Sittwe - Sessenta e quatro pessoas perderam a vida nos confrontos registrados nesta semana entre budistas e uma minoria muçulmana do oeste de Mianmar, diante da inquietação crescente da comunidade internacional, que teme pelo processo de reformas no país.
O número de mortos, que inicialmente era de 112 pessoas, foi revisado em baixa pelo governo. "Cometemos um erro no balanço", explicou Win Myaing, porta-voz do governo do estado de Rakhine. "O balanço de mortos é de 34 homens e 30 mulheres", acrescentou.
Após várias semanas de aparente tranquilidade no estado de Rakhine, a violência entre budistas da etnia rakhine e rohingyas, uma minoria muçulmana considerada pela ONU uma das mais perseguidas no mundo, voltaram a explodir nos últimos dias. Ao menos 75.000 pessoas, em sua grande maioria rohingyas, foram deslocadas na primeira onda de violência. Nos últimos dias milhares chegaram a pé ou de barco aos acampamentos nos arredores de Sittwe, capital do estado de Rakhine. Os acampamentos estão abarrotados e faltam alimentos, assim como cuidados médicos para os deslocados.
A crise já é problemática para o presidente Thein Sein, que multiplicou as reformas desde que chegou ao poder, em março de 2011. O ex-general lançou negociações com as rebeliões étnicas, algumas das quais estão em conflito com o poder de Naypyidaw desde a independência, em 1948. Mas a violência no estado de Rakhine é de outra natureza. Em um dos estados mais pobres do país, há décadas as duas comunidades se opõem. Desde junho, quando os confrontos tiveram início, mais de 150 pessoas morreram, segundo os números oficiais, que muitas organizações estimam ser menor que a realidade.
[SAIBAMAIS]Os 800.000 rohingyas vivem confinados no estado de Rakhine e não formam parte de grupos étnicos reconhecidos pelo regime de Naypyidaw, nem por muitos birmaneses, que os consideram, na maioria das vezes, como imigrantes de Bangladesh ilegais e não escondem sua hostilidade em relação a esta parcela da população. Mas a comunidade internacional se inquieta por estes muçulmanos, que falam um dialeto similar ao utilizado no vizinho Bangladesh.
"Os ataques de grupos de autodefesa, as ameaças dirigidas e a retórica extremista devem ser detidos", afirmou um porta-voz do secretário-geral da ONU, Ban Ki-moon, em declarações transmitidas a Yangun. "Se isso não for feito, a estrutura social pode se danificar de forma irreparável e o processo de reforma e abertura realizado atualmente pelo governo pode ficar em perigo", acrescentou. Os Estados Unidos convocaram "as partes a agir com moderação e a colocar fim imediatamente a todos os ataques" e exigiu esforços para "alcançar a reconciliação nacional em Mianmar".
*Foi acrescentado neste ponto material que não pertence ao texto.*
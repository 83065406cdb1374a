//! Packed per-year lunar calendar data for 1900 through 2100.
//!
//! Each entry encodes one lunar year:
//!
//! - bits 4-15: month lengths, bit 15 for month 1 down to bit 4 for month 12
//!   (set means 30 days, clear means 29)
//! - bits 0-3: the month followed by an intercalary month, `0` when none
//! - bit 16: the intercalary month has 30 days

/// First lunar year covered by the table.
pub const FIRST_LUNAR_YEAR: i32 = 1900;

/// Last lunar year covered by the table.
pub const LAST_LUNAR_YEAR: i32 = 2100;

/// Day number (from the common era) of 1900-01-31, lunar 1900-01-01.
pub(super) const EPOCH_DAYS_FROM_CE: i32 = 693_626;

/// Day number (from the common era) of 2101-01-28, the last day of lunar 2100.
pub(super) const LAST_DAYS_FROM_CE: i32 = 767_037;

const LUNAR_YEAR_INFO: [u32; 201] = [
    0x04bd8, 0x04ae0, 0x0a570, 0x054d5, 0x0d260, 0x0d950, 0x16554, 0x056a0, 0x09ad0, 0x055d2, // 1900
    0x04ae0, 0x0a5b6, 0x0a4d0, 0x0d250, 0x1d255, 0x0b540, 0x0d6a0, 0x0ada2, 0x095b0, 0x14977, // 1910
    0x04970, 0x0a4b0, 0x0b4b5, 0x06a50, 0x06d40, 0x1ab54, 0x02b60, 0x09570, 0x052f2, 0x04970, // 1920
    0x06566, 0x0d4a0, 0x0ea50, 0x16a95, 0x05ad0, 0x02b60, 0x186e3, 0x092e0, 0x1c8d7, 0x0c950, // 1930
    0x0d4a0, 0x1d8a6, 0x0b550, 0x056a0, 0x1a5b4, 0x025d0, 0x092d0, 0x0d2b2, 0x0a950, 0x0b557, // 1940
    0x06ca0, 0x0b550, 0x15355, 0x04da0, 0x0a5b0, 0x14573, 0x052b0, 0x0a9a8, 0x0e950, 0x06aa0, // 1950
    0x0aea6, 0x0ab50, 0x04b60, 0x0aae4, 0x0a570, 0x05260, 0x0f263, 0x0d950, 0x05b57, 0x056a0, // 1960
    0x096d0, 0x04dd5, 0x04ad0, 0x0a4d0, 0x0d4d4, 0x0d250, 0x0d558, 0x0b540, 0x0b6a0, 0x195a6, // 1970
    0x095b0, 0x049b0, 0x0a974, 0x0a4b0, 0x0b27a, 0x06a50, 0x06d40, 0x0af46, 0x0ab60, 0x09570, // 1980
    0x04af5, 0x04970, 0x064b0, 0x074a3, 0x0ea50, 0x06b58, 0x05ac0, 0x0ab60, 0x096d5, 0x092e0, // 1990
    0x0c960, 0x0d954, 0x0d4a0, 0x0da50, 0x07552, 0x056a0, 0x0abb7, 0x025d0, 0x092d0, 0x0cab5, // 2000
    0x0a950, 0x0b4a0, 0x0baa4, 0x0ad50, 0x055d9, 0x04ba0, 0x0a5b0, 0x15176, 0x052b0, 0x0a930, // 2010
    0x07954, 0x06aa0, 0x0ad50, 0x05b52, 0x04b60, 0x0a6e6, 0x0a4e0, 0x0d260, 0x0ea65, 0x0d530, // 2020
    0x05aa0, 0x076a3, 0x096d0, 0x04afb, 0x04ad0, 0x0a4d0, 0x1d0b6, 0x0d250, 0x0d520, 0x0dd45, // 2030
    0x0b5a0, 0x056d0, 0x055b2, 0x049b0, 0x0a577, 0x0a4b0, 0x0aa50, 0x1b255, 0x06d20, 0x0ada0, // 2040
    0x14b63, 0x09370, 0x049f8, 0x04970, 0x064b0, 0x168a6, 0x0ea50, 0x06b20, 0x1a6c4, 0x0aae0, // 2050
    0x092e0, 0x0d2e3, 0x0c960, 0x0d557, 0x0d4a0, 0x0da50, 0x05d55, 0x056a0, 0x0a6d0, 0x055d4, // 2060
    0x052d0, 0x0a9b8, 0x0a950, 0x0b4a0, 0x0b6a6, 0x0ad50, 0x055a0, 0x0aba4, 0x0a5b0, 0x052b0, // 2070
    0x0b273, 0x06930, 0x07337, 0x06aa0, 0x0ad50, 0x14b55, 0x04b60, 0x0a570, 0x054e4, 0x0d160, // 2080
    0x0e968, 0x0d520, 0x0daa0, 0x16aa6, 0x056d0, 0x04ae0, 0x0a9d4, 0x0a2d0, 0x0d150, 0x0f252, // 2090
    0x0d520, // 2100
];

/// Returns the packed entry for a lunar year, or `None` outside the table.
pub(super) fn year_info(year: i32) -> Option<u32> {
    let index = usize::try_from(year.checked_sub(FIRST_LUNAR_YEAR)?).ok()?;
    LUNAR_YEAR_INFO.get(index).copied()
}

/// Length of a regular month according to a packed entry.
pub(super) const fn regular_month_days(info: u32, month: u32) -> u32 {
    let flag = match 0x1_0000_u32.checked_shr(month) {
        Some(flag) => flag,
        None => 0,
    };
    if info & flag == 0 { 29 } else { 30 }
}

/// Leap-month index encoded in a packed entry.
pub(super) const fn leap_month_index(info: u32) -> u32 {
    info & 0xf
}

/// Length of the intercalary month encoded in a packed entry, `0` when absent.
pub(super) const fn leap_days(info: u32) -> u32 {
    if leap_month_index(info) == 0 {
        0
    } else if info & 0x1_0000 == 0 {
        29
    } else {
        30
    }
}

/// Total number of days in the lunar year described by a packed entry.
pub(super) const fn year_days(info: u32) -> u32 {
    348 + (info & 0xfff0).count_ones() + leap_days(info)
}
Nesta sexta-feira, o jornal oficial em inglês New Light of Myanmar publicou na capa um comunicado de Thein Sein no qual prometia voltar a instaurar a tranquilidade. "A comunidade internacional observa o progresso em andamento em Mianmar com interesse", ressaltou. "Indivíduos e organizações tentam manipular (...) serão tomadas medidas legais contra eles", acrescentou. Neste contexto, as principais organizações muçulmanas de Mianmar cancelaram as celebrações do Eid al-Adha, uma das principais festas do islã que começou nesta sexta-feira.
Por sua vez, a violência provocou o retorno do fantasma do exílio massivo dos rohingyas, especialmente em direção à Malásia, em um volume maior em relação aos anos anteriores. "Já constatamos um aumento da quantidade de barcos que partem não apenas de Mianmar, mas também de Banghadesh", afirmou à AFP Vivian Tan, porta-voz da Agência para Refugiados da ONU. Bangladesh, que em junho interceptou vários barcos de refugiados rohingyas, anunciou que reforçará suas patrulhas fronteiriças para impedir a chegada de mais embarcações.